Collected data:
***
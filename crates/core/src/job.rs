//! Forecast job record, request payload, and lifecycle rules.
//!
//! A job moves `pending -> running -> {completed | failed}`. All mutation
//! goes through [`Job::apply`], which enforces the state machine and the
//! record invariants:
//!
//! - no transition out of a terminal state, none back to `pending`;
//! - `progress` never decreases;
//! - `progress == 1.0` iff `status == completed` iff `result` is present.

use std::collections::BTreeMap;
use std::fmt;

use serde::{Deserialize, Serialize};
use validator::Validate;

use crate::error::CoreError;
use crate::types::{JobId, Timestamp};

// ---------------------------------------------------------------------------
// Constants
// ---------------------------------------------------------------------------

/// Message stored on every freshly created job.
pub const INITIAL_MESSAGE: &str = "Job created";

/// Highest progress a non-completed job may report.
pub const MAX_RUNNING_PROGRESS: f64 = 0.99;

/// Default number of iterations per model when the request omits it.
pub const DEFAULT_ITERATIONS: u32 = 10;

// ---------------------------------------------------------------------------
// Status
// ---------------------------------------------------------------------------

/// Job lifecycle status.
#[derive(Debug, Clone, Copy, PartialEq, Eq, Hash, Serialize, Deserialize)]
#[serde(rename_all = "snake_case")]
pub enum JobStatus {
    Pending,
    Running,
    Completed,
    Failed,
}

impl JobStatus {
    /// `completed` and `failed` admit no further transitions.
    pub fn is_terminal(self) -> bool {
        matches!(self, Self::Completed | Self::Failed)
    }

    pub fn as_str(self) -> &'static str {
        match self {
            Self::Pending => "pending",
            Self::Running => "running",
            Self::Completed => "completed",
            Self::Failed => "failed",
        }
    }
}

impl fmt::Display for JobStatus {
    fn fmt(&self, f: &mut fmt::Formatter<'_>) -> fmt::Result {
        f.write_str(self.as_str())
    }
}

// ---------------------------------------------------------------------------
// Forecast type and per-model progress
// ---------------------------------------------------------------------------

/// Which entry point created the job.
#[derive(Debug, Clone, Copy, Default, PartialEq, Eq, Serialize, Deserialize)]
#[serde(rename_all = "snake_case")]
pub enum ForecastType {
    /// A caller-supplied question.
    #[default]
    Custom,
    /// The built-in Ukraine ceasefire question.
    Ukraine,
}

/// Query progress of one model within a job.
#[derive(Debug, Clone, PartialEq, Eq, Serialize, Deserialize)]
pub struct ModelProgress {
    pub completed_queries: u32,
    pub total_queries: u32,
    /// `pending` before the first answer, `completed` once all are in.
    pub status: JobStatus,
}

impl ModelProgress {
    pub fn new(completed_queries: u32, total_queries: u32) -> Self {
        let completed_queries = completed_queries.min(total_queries);
        let status = if completed_queries == 0 {
            JobStatus::Pending
        } else if completed_queries == total_queries {
            JobStatus::Completed
        } else {
            JobStatus::Running
        };
        Self {
            completed_queries,
            total_queries,
            status,
        }
    }
}

/// Model name -> progress, ordered by name.
pub type ModelProgressMap = BTreeMap<String, ModelProgress>;

// ---------------------------------------------------------------------------
// Request
// ---------------------------------------------------------------------------

pub(crate) fn default_iterations() -> u32 {
    DEFAULT_ITERATIONS
}

/// Payload accepted by the create-job operation.
///
/// Field constraints beyond shape checks belong to the compute service.
#[derive(Debug, Clone, PartialEq, Serialize, Deserialize, Validate)]
pub struct ForecastRequest {
    #[validate(length(min = 1, max = 2000))]
    pub question: String,
    #[validate(length(min = 1, max = 5000))]
    pub definition: String,
    #[serde(default)]
    pub timeframe: Option<String>,
    #[serde(default)]
    pub context: Option<String>,
    /// Model names to query; `None` means the service default set.
    #[serde(default)]
    #[validate(length(min = 1, max = 20))]
    pub models: Option<Vec<String>>,
    #[serde(default = "default_iterations")]
    #[validate(range(min = 1, max = 100))]
    pub iterations: u32,
    #[serde(default)]
    pub enhanced_prompts: bool,
}

impl ForecastRequest {
    /// Minimal request with only the required fields set.
    pub fn new(question: impl Into<String>, definition: impl Into<String>) -> Self {
        Self {
            question: question.into(),
            definition: definition.into(),
            timeframe: None,
            context: None,
            models: None,
            iterations: DEFAULT_ITERATIONS,
            enhanced_prompts: false,
        }
    }

    /// Check the request is well-formed.
    ///
    /// Runs the declarative length/range rules, then rejects blank text
    /// fields, which `length(min = 1)` lets through.
    pub fn validate_request(&self) -> Result<(), CoreError> {
        self.validate()
            .map_err(|e| CoreError::Validation(e.to_string()))?;

        if self.question.trim().is_empty() {
            return Err(CoreError::Validation("question must not be blank".into()));
        }
        if self.definition.trim().is_empty() {
            return Err(CoreError::Validation(
                "definition must not be blank".into(),
            ));
        }
        if let Some(models) = &self.models {
            if models.iter().any(|m| m.trim().is_empty()) {
                return Err(CoreError::Validation(
                    "model names must not be blank".into(),
                ));
            }
        }
        Ok(())
    }

    /// Number of model queries the request issues, given the size of the
    /// default model set used when it names none.
    pub fn total_queries(&self, default_model_count: usize) -> u64 {
        let models = match &self.models {
            Some(models) if !models.is_empty() => models.len(),
            _ => default_model_count,
        };
        models as u64 * u64::from(self.iterations)
    }
}

// ---------------------------------------------------------------------------
// Job
// ---------------------------------------------------------------------------

/// The authoritative record of one forecast job.
#[derive(Debug, Clone, PartialEq, Serialize, Deserialize)]
pub struct Job {
    pub id: JobId,
    pub status: JobStatus,
    /// Fraction in `[0.0, 1.0]`.
    pub progress: f64,
    pub message: String,
    pub request: ForecastRequest,
    #[serde(default)]
    pub forecast_type: ForecastType,
    pub result: Option<serde_json::Value>,
    pub eta_seconds: Option<u64>,
    /// Human-readable query throughput while running.
    #[serde(default)]
    pub speed_str: Option<String>,
    #[serde(default, skip_serializing_if = "BTreeMap::is_empty")]
    pub model_progress: ModelProgressMap,
    pub created_at: Timestamp,
    pub updated_at: Timestamp,
    pub started_at: Option<Timestamp>,
    pub completed_at: Option<Timestamp>,
    pub duration_seconds: Option<f64>,
}

/// A partial update merged into a [`Job`] by [`Job::apply`].
#[derive(Debug, Clone, Default, PartialEq)]
pub struct JobUpdate {
    pub status: Option<JobStatus>,
    pub progress: Option<f64>,
    pub message: Option<String>,
    pub result: Option<serde_json::Value>,
    pub eta_seconds: Option<u64>,
    pub speed_str: Option<String>,
    /// Replaces the per-model breakdown when set.
    pub model_progress: Option<ModelProgressMap>,
}

impl JobUpdate {
    /// Intermediate progress report for a running job.
    pub fn running(progress: f64, message: impl Into<String>) -> Self {
        Self {
            status: Some(JobStatus::Running),
            progress: Some(progress),
            message: Some(message.into()),
            ..Default::default()
        }
    }

    /// Successful completion carrying the result payload.
    pub fn completed(result: serde_json::Value, message: impl Into<String>) -> Self {
        Self {
            status: Some(JobStatus::Completed),
            progress: Some(1.0),
            message: Some(message.into()),
            result: Some(result),
            ..Default::default()
        }
    }

    /// Terminal failure with a description of what went wrong.
    pub fn failed(message: impl Into<String>) -> Self {
        Self {
            status: Some(JobStatus::Failed),
            message: Some(message.into()),
            ..Default::default()
        }
    }

    pub fn with_eta(mut self, eta_seconds: Option<u64>, speed_str: Option<String>) -> Self {
        self.eta_seconds = eta_seconds;
        self.speed_str = speed_str;
        self
    }

    /// Attach a per-model breakdown; an empty map leaves the stored one.
    pub fn with_model_progress(mut self, model_progress: ModelProgressMap) -> Self {
        if !model_progress.is_empty() {
            self.model_progress = Some(model_progress);
        }
        self
    }
}

impl Job {
    /// Build the initial `pending` record for a request.
    pub fn new(id: JobId, request: ForecastRequest, now: Timestamp) -> Self {
        Self {
            id,
            status: JobStatus::Pending,
            progress: 0.0,
            message: INITIAL_MESSAGE.to_string(),
            request,
            forecast_type: ForecastType::Custom,
            result: None,
            eta_seconds: None,
            speed_str: None,
            model_progress: ModelProgressMap::new(),
            created_at: now,
            updated_at: now,
            started_at: None,
            completed_at: None,
            duration_seconds: None,
        }
    }

    pub fn is_terminal(&self) -> bool {
        self.status.is_terminal()
    }

    /// Merge `update` into this record at time `now`.
    ///
    /// Returns [`CoreError::Conflict`] (leaving the record untouched) for a
    /// transition the state machine forbids or a completion without result.
    /// Progress is clamped rather than rejected: a lower value keeps the
    /// current one and a non-completed job stays below `1.0`.
    pub fn apply(&mut self, update: JobUpdate, now: Timestamp) -> Result<(), CoreError> {
        if self.status.is_terminal() {
            return Err(CoreError::Conflict(format!(
                "job {} is already {}",
                self.id, self.status
            )));
        }

        let next = update.status.unwrap_or(self.status);
        if next == JobStatus::Pending && self.status != JobStatus::Pending {
            return Err(CoreError::Conflict(format!(
                "job {} cannot return to pending",
                self.id
            )));
        }

        let requested = update
            .progress
            .map(|p| p.clamp(0.0, 1.0))
            .unwrap_or(self.progress);
        let progress = requested.max(self.progress);

        let (progress, result, eta_seconds, speed_str) = match next {
            JobStatus::Completed => {
                let result = update.result.ok_or_else(|| {
                    CoreError::Conflict(format!("job {} completed without a result", self.id))
                })?;
                (1.0, Some(result), None, None)
            }
            JobStatus::Failed => (self.progress, None, None, None),
            JobStatus::Running => (
                progress.min(MAX_RUNNING_PROGRESS),
                None,
                update.eta_seconds.or(self.eta_seconds),
                update.speed_str.or_else(|| self.speed_str.clone()),
            ),
            JobStatus::Pending => (self.progress, None, None, None),
        };

        self.status = next;
        self.progress = progress;
        self.result = result;
        self.eta_seconds = eta_seconds;
        self.speed_str = speed_str;
        if let Some(model_progress) = update.model_progress {
            self.model_progress = model_progress;
        }
        if let Some(message) = update.message {
            self.message = message;
        }

        // Strictly increasing, so readers can order records by it.
        let tick = self.updated_at + chrono::Duration::microseconds(1);
        self.updated_at = now.max(tick);

        if next != JobStatus::Pending && self.started_at.is_none() {
            self.started_at = Some(self.updated_at);
        }
        if next.is_terminal() {
            self.completed_at = Some(self.updated_at);
            self.duration_seconds = self
                .started_at
                .map(|start| (self.updated_at - start).num_milliseconds() as f64 / 1000.0);
        }

        Ok(())
    }

    /// Whether the completion/progress/result invariants hold.
    pub fn satisfies_invariants(&self) -> bool {
        let completed = self.status == JobStatus::Completed;
        (0.0..=1.0).contains(&self.progress)
            && completed == (self.progress == 1.0)
            && completed == self.result.is_some()
    }
}

// ---------------------------------------------------------------------------
// Tests
// ---------------------------------------------------------------------------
***
▶ Description of the task
Write only the number of lines in the entries where the string "trim" occurs.

▶ Task answer
3